ERK is phosphorylated and activated by MEK in re sponse to growth factor stimulation, and then activated ERK phosphorylates and activates Volasertib order nuclear targets to up regulate immediate early genes. Therefore, we deter mined the expression levels of p ERK1 2 in AsPC 1 and Capan 2 cells. Intriguingly, the phosphorylation status of ERK2 was much higher than that of ERK1 in AsPC 1 cells, and this phenomenon was completely converse in Capan 2 cells. This observation suggests distinct roles of ERK1 and ERK2 in the regulation of cell behavior in AsPC 1 and Capan 2 cells. To test whether PHB is required for the ERK pathway, we validated a siRNA against PHB in AsPC 1 and Panc 1 cells by quantitative real time PCR. The re sults showed that siPHB reduced the PHB mRNA level by about 80% compared with that using control siRNA.

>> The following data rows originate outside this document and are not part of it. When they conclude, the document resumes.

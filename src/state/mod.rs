// Copyright (c) 2025 Deephaven Client Contributors
//
// Licensed under the Apache License, Version 2.0 (the "License");
// you may not use this file except in compliance with the License.
// You may obtain a copy of the License at
//
//     http://www.apache.org/licenses/LICENSE-2.0
//
// Unless required by applicable law or agreed to in writing, software
// distributed under the License is distributed on an "AS IS" BASIS,
// WITHOUT WARRANTIES OR CONDITIONS OF ANY KIND, either express or implied.
// See the License for the specific language governing permissions and
// limitations under the License.

//! Remote-handle lifetime management.
//!
//! A [`TableState`] is the client-side identity of one remote table. Its
//! lifetime is reference-counted through [`TableTracker`] claims, each owned
//! by a [`TableScope`]; when the last claim detaches, the server-side handle
//! is released exactly once.

mod handle;
mod scope;
mod table_state;
mod tracker;

pub use handle::RemoteHandle;
pub use scope::TableScope;
pub use table_state::{Resolution, StateSnapshot, StateUpdate, TableState};
pub use tracker::TableTracker;

pub(crate) use scope::KeepAlive;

Furthermore, we checked the phosphorylation status of ERK1 2 in siPHB transfected Inhibitors,Modulators,Libraries AsPC 1 and Panc 1 cells. As expected, stimulation of AsPC 1 cells with epidermal growth factor caused an increase of ERK1 2 phosphorylation, whereas silencing of PHB expression strongly suppressed the EGF induced phosphorylation of ERK. This finding suggested specific involvement of PHB in the RAS RAF ERK pathway. Moreover, a similar result was obtained in Panc 1 cells, indicating general inhibition of ERK activation by PHB depletion. Inhibitors,Modulators,Libraries Thus, these results clearly indicate that PHB is required for EGF induced ERK1 2 activation in pancreatic cancer cells. RocA disrupts the ERK pathway by targeting the CRAF PHB interaction in AsPC 1 cells The oncogenic RAS ERK pathway is a key node for cellular proliferation signals and has been the focus of substantial drug discovery efforts in many cancers.

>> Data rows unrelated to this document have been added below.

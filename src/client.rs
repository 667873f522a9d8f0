// Copyright (c) 2025 Deephaven Client Contributors
//
// Licensed under the Apache License, Version 2.0 (the "License");
// you may not use this file except in compliance with the License.
// You may obtain a copy of the License at
//
//     http://www.apache.org/licenses/LICENSE-2.0
//
// Unless required by applicable law or agreed to in writing, software
// distributed under the License is distributed on an "AS IS" BASIS,
// WITHOUT WARRANTIES OR CONDITIONS OF ANY KIND, either express or implied.
// See the License for the specific language governing permissions and
// limitations under the License.

//! Session and worker orchestration.
//!
//! A [`Client`] owns the primary connection plus its auth-refresh loop.
//! Each attached worker gets an independent [`SessionContext`] with a
//! heartbeat/watchdog task; worker failures are isolated from the primary
//! session and from other workers.

use crate::config::ClientConfig;
use crate::error::{DeephavenErrorHelper, Error, Result};
use crate::logging::init_logging;
use crate::query::{QueryScope, QueryTable};
use crate::session::SessionContext;
use crate::transport::{ServerEvent, ServerReply, ServerRequest, ServerTransport};
use std::sync::{Arc, Weak};
use std::time::Duration;
use tokio::sync::mpsc;
use tokio::time::MissedTickBehavior;
use tokio_util::sync::CancellationToken;
use tracing::{debug, error, warn};

/// Observer for primary-session events.
pub trait ClientListener: Send + Sync {
    fn on_token_refreshed(&self) {}

    fn on_error(&self, error: &Error) {
        let _ = error;
    }
}

/// Observer for worker-session failures.
pub trait WorkerListener: Send + Sync {
    fn on_error(&self, worker: &str, error: &Error) {
        let _ = (worker, error);
    }

    fn on_closed(&self, worker: &str) {
        let _ = worker;
    }
}

/// Top-level entry point: one primary session and any number of workers.
#[derive(Debug)]
pub struct Client {
    config: ClientConfig,
    primary: Arc<SessionContext>,
    refresh_cancel: CancellationToken,
}

impl Client {
    /// Open the primary session over an established connection and start
    /// the background auth-refresh loop.
    pub fn login(
        transport: Arc<dyn ServerTransport>,
        events: mpsc::UnboundedReceiver<ServerEvent>,
        config: ClientConfig,
        listener: Arc<dyn ClientListener>,
    ) -> Client {
        init_logging(&config.log);
        let primary = SessionContext::attach("primary", transport, events, &config);
        let refresh_cancel = CancellationToken::new();
        tokio::spawn(auth_refresh_loop(
            Arc::downgrade(&primary),
            config.auth_refresh_interval,
            listener,
            refresh_cancel.clone(),
        ));
        debug!("client logged in");
        Client {
            config,
            primary,
            refresh_cancel,
        }
    }

    pub fn config(&self) -> &ClientConfig {
        &self.config
    }

    pub fn primary(&self) -> &Arc<SessionContext> {
        &self.primary
    }

    /// Open a scope on the primary session.
    pub fn new_scope(&self) -> QueryScope {
        QueryScope::new(Arc::clone(&self.primary))
    }

    /// Bind an independent session to an already-connected worker and start
    /// its heartbeat/watchdog.
    pub fn attach_worker(
        &self,
        name: impl Into<String>,
        transport: Arc<dyn ServerTransport>,
        events: mpsc::UnboundedReceiver<ServerEvent>,
        listener: Arc<dyn WorkerListener>,
    ) -> WorkerSession {
        let name = name.into();
        let context = SessionContext::attach(name.clone(), transport, events, &self.config);
        let heartbeat_cancel = CancellationToken::new();
        tokio::spawn(heartbeat_loop(
            Arc::downgrade(&context),
            name.clone(),
            self.config.heartbeat_interval,
            listener,
            heartbeat_cancel.clone(),
        ));
        WorkerSession {
            name,
            context,
            primary: Arc::clone(&self.primary),
            heartbeat_cancel,
        }
    }

    /// Stop the refresh loop and dispose the primary session. Idempotent.
    pub fn shutdown(&self) {
        debug!("client shutting down");
        self.refresh_cancel.cancel();
        self.primary.dispose();
    }
}

/// One worker-scoped session. Dropping the session does not release the
/// worker; call [`release`](Self::release).
#[derive(Debug)]
pub struct WorkerSession {
    name: String,
    context: Arc<SessionContext>,
    primary: Arc<SessionContext>,
    heartbeat_cancel: CancellationToken,
}

impl WorkerSession {
    pub fn name(&self) -> &str {
        &self.name
    }

    pub fn context(&self) -> &Arc<SessionContext> {
        &self.context
    }

    pub fn new_scope(&self) -> QueryScope {
        QueryScope::new(Arc::clone(&self.context))
    }

    /// Bind a named table on this worker under a fresh scope.
    pub fn fetch_table(&self, name: impl Into<String>) -> Result<(QueryScope, QueryTable)> {
        let scope = self.new_scope();
        let table = scope.fetch_table(name)?;
        Ok((scope, table))
    }

    /// Dispose this session and ask the primary server to stop the backing
    /// worker process.
    pub fn release(&self) -> Result<()> {
        debug!(worker = %self.name, "releasing worker session");
        self.heartbeat_cancel.cancel();
        self.context.dispose();
        self.primary.post_send(ServerRequest::StopWorker {
            worker_id: self.name.clone(),
        })
    }
}

async fn auth_refresh_loop(
    context: Weak<SessionContext>,
    interval: Duration,
    listener: Arc<dyn ClientListener>,
    cancel: CancellationToken,
) {
    let mut ticker = tokio::time::interval(interval);
    ticker.set_missed_tick_behavior(MissedTickBehavior::Delay);
    // The first tick completes immediately; the token is fresh at login.
    ticker.tick().await;
    loop {
        tokio::select! {
            _ = cancel.cancelled() => break,
            _ = ticker.tick() => {
                let Some(context) = context.upgrade() else { break };
                if context.is_disposed() {
                    break;
                }
                match context.invoke_request(ServerRequest::RefreshAuthToken).await {
                    Ok(ServerReply::Ack) => {
                        debug!("auth token refreshed");
                        listener.on_token_refreshed();
                    }
                    Ok(other) => {
                        let err = DeephavenErrorHelper::invalid_state()
                            .message(format!("unexpected refresh reply {other:?}"));
                        warn!(error = %err, "auth refresh failed");
                        listener.on_error(&err);
                    }
                    Err(err) => {
                        warn!(error = %err, "auth refresh failed");
                        listener.on_error(&err);
                    }
                }
            }
        }
    }
}

async fn heartbeat_loop(
    context: Weak<SessionContext>,
    worker: String,
    interval: Duration,
    listener: Arc<dyn WorkerListener>,
    cancel: CancellationToken,
) {
    let mut ticker = tokio::time::interval(interval);
    ticker.set_missed_tick_behavior(MissedTickBehavior::Delay);
    ticker.tick().await;
    loop {
        tokio::select! {
            _ = cancel.cancelled() => break,
            _ = ticker.tick() => {
                let Some(context) = context.upgrade() else { break };
                if context.is_disposed() {
                    break;
                }
                if *context.closed().borrow() {
                    listener.on_closed(&worker);
                    break;
                }
                if context.last_ping_elapsed() > interval * 3 {
                    let err = DeephavenErrorHelper::timeout()
                        .message(format!("worker '{worker}' missed 3 heartbeat intervals"));
                    error!(worker = %worker, "watchdog expired, disposing session");
                    listener.on_error(&worker, &err);
                    listener.on_closed(&worker);
                    context.dispose();
                    break;
                }
                if let Err(err) = context.post_send(ServerRequest::Ping) {
                    error!(worker = %worker, error = %err, "heartbeat send failed");
                    listener.on_error(&worker, &err);
                    listener.on_closed(&worker);
                    context.dispose();
                    break;
                }
            }
        }
    }
}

A previous study has indicated that RocA suppresses the ERK pathway in leukemic cells. To confirm that the anti tumor effect of RocA is indeed caused by suppression of the ERK Inhibitors,Modulators,Libraries pathway, we examined the effect of RocA on ERK activity in AsPC 1 cells. The results showed significant dose dependent inhibition of the phos phorylation status of ERK1 2. Importantly, RocA showed Inhibitors,Modulators,Libraries very strong time dependent suppression of ERK1 2 activities. PHB was previously shown to be required for mem brane association and activation of CRAF. Therefore, we examined whether RocA affects PHB Inhibitors,Modulators,Libraries CRAF mem brane association in AsPC 1 cells.

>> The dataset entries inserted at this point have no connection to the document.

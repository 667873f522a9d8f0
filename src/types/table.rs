// Copyright (c) 2025 Deephaven Client Contributors
//
// Licensed under the Apache License, Version 2.0 (the "License");
// you may not use this file except in compliance with the License.
// You may obtain a copy of the License at
//
//     http://www.apache.org/licenses/LICENSE-2.0
//
// Unless required by applicable law or agreed to in writing, software
// distributed under the License is distributed on an "AS IS" BASIS,
// WITHOUT WARRANTIES OR CONDITIONS OF ANY KIND, either express or implied.
// See the License for the specific language governing permissions and
// limitations under the License.

//! Table shapes and row data as delivered by the server.

use serde::{Deserialize, Serialize};

/// Column data types supported by the server.
#[derive(Debug, Clone, Copy, PartialEq, Eq, Serialize, Deserialize)]
pub enum ColumnType {
    Bool,
    Int32,
    Int64,
    Double,
    String,
    Timestamp,
}

/// One column of a resolved table definition.
#[derive(Debug, Clone, PartialEq, Eq, Serialize, Deserialize)]
pub struct ColumnDefinition {
    pub name: String,
    pub data_type: ColumnType,
}

impl ColumnDefinition {
    pub fn new(name: impl Into<String>, data_type: ColumnType) -> Self {
        Self {
            name: name.into(),
            data_type,
        }
    }
}

/// The resolved shape of a remote table: its columns and current size.
#[derive(Debug, Clone, PartialEq, Eq, Serialize, Deserialize)]
pub struct TableDefinition {
    pub columns: Vec<ColumnDefinition>,
    pub size: i64,
}

impl TableDefinition {
    pub fn new(columns: Vec<ColumnDefinition>, size: i64) -> Self {
        Self { columns, size }
    }

    pub fn column(&self, name: &str) -> Option<&ColumnDefinition> {
        self.columns.iter().find(|c| c.name == name)
    }

    pub fn column_names(&self) -> Vec<&str> {
        self.columns.iter().map(|c| c.name.as_str()).collect()
    }
}

/// An inclusive range of row positions.
#[derive(Debug, Clone, Copy, PartialEq, Eq, Serialize, Deserialize)]
pub struct RowRange {
    pub first: i64,
    pub last: i64,
}

impl RowRange {
    pub fn new(first: i64, last: i64) -> Self {
        Self { first, last }
    }

    pub fn is_empty(&self) -> bool {
        self.last < self.first
    }

    pub fn len(&self) -> i64 {
        if self.is_empty() {
            0
        } else {
            self.last - self.first + 1
        }
    }

    pub fn contains(&self, row: i64) -> bool {
        row >= self.first && row <= self.last
    }
}

/// One cell value in a snapshot or delta.
#[derive(Debug, Clone, PartialEq, Serialize, Deserialize)]
pub enum CellValue {
    Null,
    Bool(bool),
    I32(i32),
    I64(i64),
    F64(f64),
    Str(String),
}

/// One column's worth of values for a row range.
#[derive(Debug, Clone, PartialEq, Serialize, Deserialize)]
pub struct ColumnData {
    pub name: String,
    pub values: Vec<CellValue>,
}

/// A consistent snapshot of a row range across a column subset.
#[derive(Debug, Clone, PartialEq, Serialize, Deserialize)]
pub struct TableSnapshot {
    pub rows: RowRange,
    pub columns: Vec<ColumnData>,
}

/// An incremental delta pushed by the server for a subscribed table.
#[derive(Debug, Clone, PartialEq, Serialize, Deserialize)]
pub struct TableUpdate {
    /// Rows added by this delta, if any.
    pub added: Option<RowRange>,
    /// Rows removed by this delta, if any.
    pub removed: Option<RowRange>,
    /// Column data for the added/modified rows.
    pub columns: Vec<ColumnData>,
}

#[cfg(test)]
mod tests {
    use super::*;

    #[test]
    fn test_row_range() {
        let range = RowRange::new(0, 9);
        assert_eq!(range.len(), 10);
        assert!(range.contains(0));
        assert!(range.contains(9));
        assert!(!range.contains(10));
        assert!(!range.is_empty());

        let empty = RowRange::new(5, 4);
        assert!(empty.is_empty());
        assert_eq!(empty.len(), 0);
    }

    #[test]
    fn test_definition_lookup() {
        let def = TableDefinition::new(
            vec![
                ColumnDefinition::new("sym", ColumnType::String),
                ColumnDefinition::new("price", ColumnType::Double),
            ],
            100,
        );
        assert_eq!(def.column("price").unwrap().data_type, ColumnType::Double);
        assert!(def.column("missing").is_none());
        assert_eq!(def.column_names(), vec!["sym", "price"]);
    }

    #[test]
    fn test_snapshot_round_trips_through_json() {
        let snapshot = TableSnapshot {
            rows: RowRange::new(0, 1),
            columns: vec![ColumnData {
                name: "sym".to_string(),
                values: vec![CellValue::Str("AAPL".into()), CellValue::Null],
            }],
        };
        let json = serde_json::to_string(&snapshot).unwrap();
        let back: TableSnapshot = serde_json::from_str(&json).unwrap();
        assert_eq!(back, snapshot);
    }
}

To this end, cell membrane and cytosol fractions were prepared from AsPC 1 cells treated with Roc A or DMSO to analyze the localization of PHB and CRAF. Immunoblot analysis showed significant reduction of CRAF, particularly phos phorylated selleck chem CRAF, in the membrane fraction after RocA treatment. Notably, RocA also sig nificantly reduced the levels of PHB in the membrane fraction, indicating that binding of RocA to PHB may also interfere with PHB membrane association. However, RocA did not influence membrane localization of RAS.